• [Directions] Please show every line from the entries that carries the word "EducationLevel".

• [Listed entries]
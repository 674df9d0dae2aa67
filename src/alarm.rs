//! Escalating pulse-count alarm.
//!
//! Two cooperating timers:
//!
//! 1. An **escalation interval** armed while a shower runs.  Each time it
//!    elapses the pending pulse count is rearmed to the new, larger interval
//!    count — a shower running N intervals long produces a burst of N pulses.
//! 2. A **tone sub-state machine** that drains the pending burst, one
//!    on/off half-cycle per `pulse_half_period_ms`:
//!
//! ```text
//!             interval fires (pulses := count)
//!   Silent ──────────────────────────────────▶ ToneOn ◀──┐
//!      ▲                                         │       │ deadline,
//!      │ pulses == 0                    deadline,│       │ pulses > 0
//!      │                                pulses-- ▼       │
//!      └────────────────────────────────────── ToneOff ──┘
//! ```
//!
//! The tone machine is stepped every tick regardless of shower state, so a
//! burst already queued keeps draining after the shower ends.  Ending the
//! shower resets only the escalation count.
//!
//! [`step_tone`](AlarmScheduler::step_tone) returns the actuation for the
//! phase *as of entry* and advances afterwards; the orchestrator evaluates
//! the interval timer after the tone step.  A burst scheduled this tick is
//! therefore first audible on the next tick — accepted latency for a
//! human-scale alarm.

use log::{debug, info};

use crate::clock::Instant;
use crate::config::MonitorConfig;

// ---------------------------------------------------------------------------
// Tone phases
// ---------------------------------------------------------------------------

/// Phase of the tone sub-state machine.
#[derive(Debug, Clone, Copy, PartialEq, Eq, Default)]
pub enum TonePhase {
    /// No burst pending; actuator off.
    #[default]
    Silent,
    /// First half of a pulse; actuator on.
    ToneOn,
    /// Second half of a pulse; actuator off.
    ToneOff,
}

/// Actuator levels for one tick, derived from the current phase.
#[derive(Debug, Clone, Copy, PartialEq, Eq, Default)]
pub struct ToneOutputs {
    /// Buzzer on.
    pub tone: bool,
    /// Debug indicator A — mirrors the ToneOn half.
    pub indicator_a: bool,
    /// Debug indicator B — mirrors the ToneOff half.
    pub indicator_b: bool,
}

impl ToneOutputs {
    fn for_phase(phase: TonePhase) -> Self {
        match phase {
            TonePhase::Silent => Self::default(),
            TonePhase::ToneOn => Self {
                tone: true,
                indicator_a: true,
                indicator_b: false,
            },
            TonePhase::ToneOff => Self {
                tone: false,
                indicator_a: false,
                indicator_b: true,
            },
        }
    }
}

// ---------------------------------------------------------------------------
// Scheduler
// ---------------------------------------------------------------------------

/// The escalating alarm scheduler.
///
/// Owned by the FSM context and mutated in place once per tick; all timing
/// is wrap-safe via [`Instant`].
#[derive(Debug)]
pub struct AlarmScheduler {
    phase: TonePhase,
    /// Completed on/off cycles still owed to the listener.
    /// Decremented only on the ToneOn→ToneOff edge.
    pulses_remaining: u8,
    /// Escalation intervals elapsed during the current shower.
    interval_count: u8,
    phase_deadline: Instant,
    next_interval_deadline: Instant,
    interval_ms: u32,
    half_period_ms: u32,
}

impl AlarmScheduler {
    pub fn new(config: &MonitorConfig) -> Self {
        Self {
            phase: TonePhase::Silent,
            pulses_remaining: 0,
            interval_count: 0,
            phase_deadline: Instant::default(),
            next_interval_deadline: Instant::default(),
            interval_ms: config.alarm_interval_ms,
            half_period_ms: config.pulse_half_period_ms,
        }
    }

    /// Schedule the first escalation.  Called on the Idle→Showering entry.
    pub fn arm(&mut self, now: Instant) {
        self.next_interval_deadline = now.plus_millis(self.interval_ms);
        debug!(
            "alarm: armed, first escalation in {}ms",
            self.interval_ms
        );
    }

    /// The shower ended.  Resets the escalation count so the next shower
    /// starts over at one pulse; a burst still draining is left alone.
    pub fn end_shower(&mut self) {
        self.interval_count = 0;
    }

    /// Drive the tone machine for one tick.
    ///
    /// Returns the actuation for the phase at entry, then performs any
    /// deadline-driven phase transition.
    pub fn step_tone(&mut self, now: Instant) -> ToneOutputs {
        let outputs = ToneOutputs::for_phase(self.phase);

        match self.phase {
            TonePhase::Silent => {}

            TonePhase::ToneOn => {
                if self.phase_deadline.has_elapsed(now) {
                    self.pulses_remaining = self.pulses_remaining.saturating_sub(1);
                    self.phase_deadline = now.plus_millis(self.half_period_ms);
                    self.phase = TonePhase::ToneOff;
                }
            }

            TonePhase::ToneOff => {
                if self.pulses_remaining == 0 {
                    self.phase = TonePhase::Silent;
                    debug!("alarm: burst drained");
                } else if self.phase_deadline.has_elapsed(now) {
                    self.phase_deadline = now.plus_millis(self.half_period_ms);
                    self.phase = TonePhase::ToneOn;
                }
            }
        }

        outputs
    }

    /// Evaluate the escalation interval.  Only fires while showering.
    ///
    /// On fire: the interval count goes up by one, the pending burst is
    /// rearmed to the new count (overwriting any partial drain), the tone
    /// machine is kicked into `ToneOn`, and the interval is rescheduled.
    /// Returns the new burst size when it fired.
    pub fn evaluate_interval(&mut self, now: Instant, showering: bool) -> Option<u8> {
        if !showering {
            return None;
        }
        if !self.next_interval_deadline.has_elapsed(now) {
            return None;
        }

        self.interval_count = self.interval_count.saturating_add(1);
        self.pulses_remaining = self.interval_count;
        self.phase = TonePhase::ToneOn;
        self.phase_deadline = now.plus_millis(self.half_period_ms);
        self.next_interval_deadline = now.plus_millis(self.interval_ms);

        info!(
            "alarm: escalation {} — {} pulse(s) queued",
            self.interval_count, self.pulses_remaining
        );
        Some(self.pulses_remaining)
    }

    // ── Queries ───────────────────────────────────────────────

    pub fn phase(&self) -> TonePhase {
        self.phase
    }

    pub fn pulses_remaining(&self) -> u8 {
        self.pulses_remaining
    }

    pub fn interval_count(&self) -> u8 {
        self.interval_count
    }

    /// True while a burst is pending or mid-drain.
    pub fn is_sounding(&self) -> bool {
        self.phase != TonePhase::Silent
    }
}

// ---------------------------------------------------------------------------
// Tests
// ---------------------------------------------------------------------------
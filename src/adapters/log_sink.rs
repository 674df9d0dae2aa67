//! Log-based event sink adapter.
//!
//! Implements [`EventSink`] by writing structured application events to
//! the ESP-IDF logger (which goes to UART / USB-CDC in production).
//! A future network sink would implement the same trait.

use log::{info, warn};

use crate::app::events::AppEvent;
use crate::app::ports::EventSink;

/// Adapter that logs every [`AppEvent`] to the serial console.
pub struct LogEventSink;

impl LogEventSink {
    pub fn new() -> Self {
        Self
    }
}

impl EventSink for LogEventSink {
    fn emit(&mut self, event: &AppEvent) {
        match event {
            AppEvent::Telemetry(t) => {
                info!(
                    "TELEM | state={:?} | risk={:?} | RH={:.1}% | T={:.1}\u{00b0}C | \
                     intervals={} pulses={} | tone={}",
                    t.state,
                    t.risk,
                    t.humidity_pct,
                    t.temperature_c,
                    t.interval_count,
                    t.pulses_remaining,
                    if t.tone_on { "ON" } else { "off" },
                );
            }
            AppEvent::StateChanged { from, to } => {
                info!("STATE | {:?} -> {:?}", from, to);
            }
            AppEvent::AlarmEscalated { pulses } => {
                warn!("ALARM | escalated, burst of {} pulse(s)", pulses);
            }
            AppEvent::RiskChanged { from, to } => {
                info!("RISK  | {:?} -> {:?}", from, to);
            }
            AppEvent::Started(state) => {
                info!("START | initial_state={:?}", state);
            }
        }
    }
}
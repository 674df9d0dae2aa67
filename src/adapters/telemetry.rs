//! HTTP telemetry adapter.
//!
//! Implements [`TelemetryPort`] with a single GET per reading:
//!
//! ```text
//!   GET http://<host>:<port>/?h=<humidity>&t=<temperature>
//! ```
//!
//! The request is bounded by a hard timeout well under one control tick,
//! set on the esp_http_client handle — a dead or slow sink costs at most
//! the budget and can never stall alarm timing.  When the WiFi link is
//! down the adapter fails fast without touching the network at all.
//!
//! ## Dual-target design
//!
//! On ESP-IDF: raw `esp_http_client` sys calls.
//! On host/test: counts pushes in-memory.

use core::fmt::Write as _;

use log::debug;

use crate::app::ports::TelemetryPort;
use crate::config::MonitorConfig;
use crate::error::CommsError;

/// `http://255.255.255.255:65535/?h=-2147483648&t=-2147483648` plus NUL.
const URL_CAP: usize = 64;

pub struct HttpTelemetry {
    host: [u8; 4],
    port: u16,
    timeout_ms: u32,
    /// Mirrors the WiFi adapter's link state; refreshed by the main loop
    /// each tick.  Down link → fail fast, no socket work.
    link_up: bool,
    /// Successful pushes since boot (sim introspection / diagnostics).
    sent: u32,
}

impl HttpTelemetry {
    pub fn new(config: &MonitorConfig) -> Self {
        Self {
            host: config.telemetry_host,
            port: config.telemetry_port,
            timeout_ms: config.telemetry_timeout_ms,
            link_up: false,
            sent: 0,
        }
    }

    /// Refresh the cached link state from the connectivity adapter.
    pub fn set_link_up(&mut self, up: bool) {
        self.link_up = up;
    }

    pub fn sent_count(&self) -> u32 {
        self.sent
    }

    fn format_url(&self, humidity: i32, temperature: i32) -> heapless::String<URL_CAP> {
        let mut url = heapless::String::new();
        let [a, b, c, d] = self.host;
        // Capacity is sized for the worst case; a formatting overflow would
        // only truncate the query, so the write result is ignored.
        let _ = write!(
            url,
            "http://{a}.{b}.{c}.{d}:{}/?h={humidity}&t={temperature}",
            self.port
        );
        url
    }

    #[cfg(target_os = "espidf")]
    fn push(&mut self, url: &str) -> Result<(), CommsError> {
        use esp_idf_svc::sys::*;

        // esp_http_client wants a NUL-terminated URL.
        let mut c_url = heapless::Vec::<u8, { URL_CAP + 1 }>::new();
        if c_url.extend_from_slice(url.as_bytes()).is_err() || c_url.push(0).is_err() {
            return Err(CommsError::ConnectFailed);
        }

        let cfg = esp_http_client_config_t {
            url: c_url.as_ptr().cast(),
            method: esp_http_client_method_t_HTTP_METHOD_GET,
            timeout_ms: self.timeout_ms as i32,
            ..Default::default()
        };

        // SAFETY: cfg and the URL buffer outlive the client; init/perform/
        // cleanup is the documented esp_http_client lifecycle.
        unsafe {
            let client = esp_http_client_init(&cfg);
            if client.is_null() {
                return Err(CommsError::ConnectFailed);
            }

            let err = esp_http_client_perform(client);
            let status = esp_http_client_get_status_code(client);
            esp_http_client_cleanup(client);

            if err == ESP_ERR_HTTP_CONNECT as i32 {
                return Err(CommsError::ConnectFailed);
            }
            if err != ESP_OK as i32 {
                // perform() folds socket timeouts into a generic failure;
                // with our budget set, that is the overwhelmingly likely cause.
                return Err(CommsError::Timeout);
            }
            if !(200..300).contains(&status) {
                return Err(CommsError::BadStatus(status as u16));
            }
        }
        Ok(())
    }

    #[cfg(not(target_os = "espidf"))]
    fn push(&mut self, url: &str) -> Result<(), CommsError> {
        debug!("telemetry(sim): GET {url}");
        Ok(())
    }
}

impl TelemetryPort for HttpTelemetry {
    fn report(&mut self, humidity: i32, temperature: i32) -> Result<(), CommsError> {
        if !self.link_up {
            return Err(CommsError::WifiDisconnected);
        }

        let url = self.format_url(humidity, temperature);
        self.push(url.as_str())?;
        self.sent = self.sent.wrapping_add(1);
        debug!("telemetry: pushed h={humidity} t={temperature}");
        Ok(())
    }
}

#[cfg(test)]
mod tests {
    use super::*;

    #[test]
    fn url_matches_sink_format() {
        let t = HttpTelemetry::new(&MonitorConfig::default());
        let url = t.format_url(64, 25);
        assert_eq!(url.as_str(), "http://50.18.39.245:5000/?h=64&t=25");
    }

    #[test]
    fn report_fails_fast_when_link_down() {
        let mut t = HttpTelemetry::new(&MonitorConfig::default());
        assert_eq!(t.report(60, 24), Err(CommsError::WifiDisconnected));
        assert_eq!(t.sent_count(), 0);
    }

    #[cfg(not(target_os = "espidf"))]
    #[test]
    fn report_counts_pushes_when_link_up() {
        let mut t = HttpTelemetry::new(&MonitorConfig::default());
        t.set_link_up(true);
        assert!(t.report(60, 24).is_ok());
        assert!(t.report(61, 24).is_ok());
        assert_eq!(t.sent_count(), 2);
    }
}
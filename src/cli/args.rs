//! Command-line argument definitions using clap

use clap::{Args, Parser, Subcommand};
use std::path::PathBuf;

use crate::pipeline::{EducationLevel, MaritalStatus, TARGET_COLUMN};

/// Churnscope - Churn dashboards and churn predictions for credit-card customers
#[derive(Parser, Debug)]
#[command(name = "churnscope")]
#[command(author, version, about, long_about = None)]
pub struct Cli {
    #[command(subcommand)]
    pub command: Commands,

    /// Increase log verbosity (-v debug, -vv trace). RUST_LOG overrides this.
    #[arg(short, long, action = clap::ArgAction::Count, global = true)]
    pub verbose: u8,
}

#[derive(Subcommand, Debug)]
pub enum Commands {
    /// Explore churn across demographics, behavior, lifecycle and retention
    Dashboard(DashboardArgs),

    /// Train a churn model on the dataset and score a single customer
    Predict(PredictArgs),
}

/// Dataset options shared by both screens
#[derive(Args, Debug, Clone)]
pub struct DatasetArgs {
    /// Input file path (CSV or Parquet)
    #[arg(short, long)]
    pub input: PathBuf,

    /// Binary churn flag column, matched after column-name normalization
    #[arg(short, long, default_value = TARGET_COLUMN)]
    pub target: String,

    /// Number of rows to use for schema inference (CSV only).
    /// Higher values improve type detection for ambiguous columns but may be slower.
    /// Use 0 for full table scan (very slow for large files).
    #[arg(long, default_value = "10000")]
    pub infer_schema_length: usize,
}

#[derive(Args, Debug)]
pub struct DashboardArgs {
    #[command(flatten)]
    pub dataset: DatasetArgs,

    /// Restrict a filter column to the listed values, e.g. `--filter gender=F,M`.
    /// Repeat for several columns. Columns not named keep every value selected.
    #[arg(long = "filter", value_name = "COLUMN=V1,V2", value_parser = parse_filter)]
    pub filters: Vec<FilterArg>,

    /// Print the dashboard as plain tables instead of the interactive viewer
    #[arg(long, default_value = "false")]
    pub plain: bool,

    /// Skip interactive prompts (implies --plain)
    #[arg(long, default_value = "false")]
    pub no_confirm: bool,

    /// Write the dashboard to this JSON file
    #[arg(long)]
    pub export: Option<PathBuf>,
}

#[derive(Args, Debug)]
pub struct PredictArgs {
    #[command(flatten)]
    pub dataset: DatasetArgs,

    /// Customer age in years (18-100)
    #[arg(long)]
    pub age: Option<u32>,

    /// Annual income (0-10,000,000)
    #[arg(long, value_parser = parse_amount)]
    pub income: Option<f64>,

    /// Total number of transactions (0-1000)
    #[arg(long)]
    pub transactions: Option<u32>,

    /// Total spend (0-1,000,000)
    #[arg(long, value_parser = parse_amount)]
    pub spend: Option<f64>,

    /// Tenure in months (0-120)
    #[arg(long)]
    pub tenure: Option<u32>,

    /// Marital status: married, single, divorced or widowed
    #[arg(long)]
    pub marital_status: Option<MaritalStatus>,

    /// Education level: high_school, bachelor, master or phd
    #[arg(long)]
    pub education: Option<EducationLevel>,

    /// Skip interactive prompts; missing inputs take their defaults
    #[arg(long, default_value = "false")]
    pub no_confirm: bool,
}

/// One `--filter column=v1,v2` argument
#[derive(Debug, Clone, PartialEq)]
pub struct FilterArg {
    pub column: String,
    pub values: Vec<String>,
}

/// Validator for --filter arguments
fn parse_filter(s: &str) -> Result<FilterArg, String> {
    let (column, values) = s
        .split_once('=')
        .ok_or_else(|| format!("'{}' is not of the form COLUMN=V1,V2", s))?;

    let column = column.trim();
    if column.is_empty() {
        return Err(format!("'{}' has an empty column name", s));
    }

    let values = values
        .split(',')
        .map(|v| v.trim().to_string())
        .filter(|v| !v.is_empty())
        .collect();

    Ok(FilterArg {
        column: column.to_lowercase(),
        values,
    })
}

/// Validator for non-negative money amounts
fn parse_amount(s: &str) -> Result<f64, String> {
    let value: f64 = s
        .replace(',', "")
        .parse()
        .map_err(|_| format!("'{}' is not a valid number", s))?;

    if !value.is_finite() || value < 0.0 {
        Err(format!("amount must be a non-negative number, got {}", s))
    } else {
        Ok(value)
    }
}

#[cfg(test)]
mod tests {
    use super::*;

    #[test]
    fn test_parse_filter() {
        let f = parse_filter("Gender=F, M").unwrap();
        assert_eq!(f.column, "gender");
        assert_eq!(f.values, vec!["F", "M"]);

        let empty = parse_filter("persona=").unwrap();
        assert!(empty.values.is_empty());

        assert!(parse_filter("persona").is_err());
        assert!(parse_filter("=a").is_err());
    }

    #[test]
    fn test_parse_amount() {
        assert_eq!(parse_amount("50,000").unwrap(), 50_000.0);
        assert!(parse_amount("-1").is_err());
        assert!(parse_amount("abc").is_err());
    }
}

• [Output of the exercise]
use crate::pipeline::{EducationLevel, MaritalStatus, TARGET_COLUMN};
    pub education: Option<EducationLevel>,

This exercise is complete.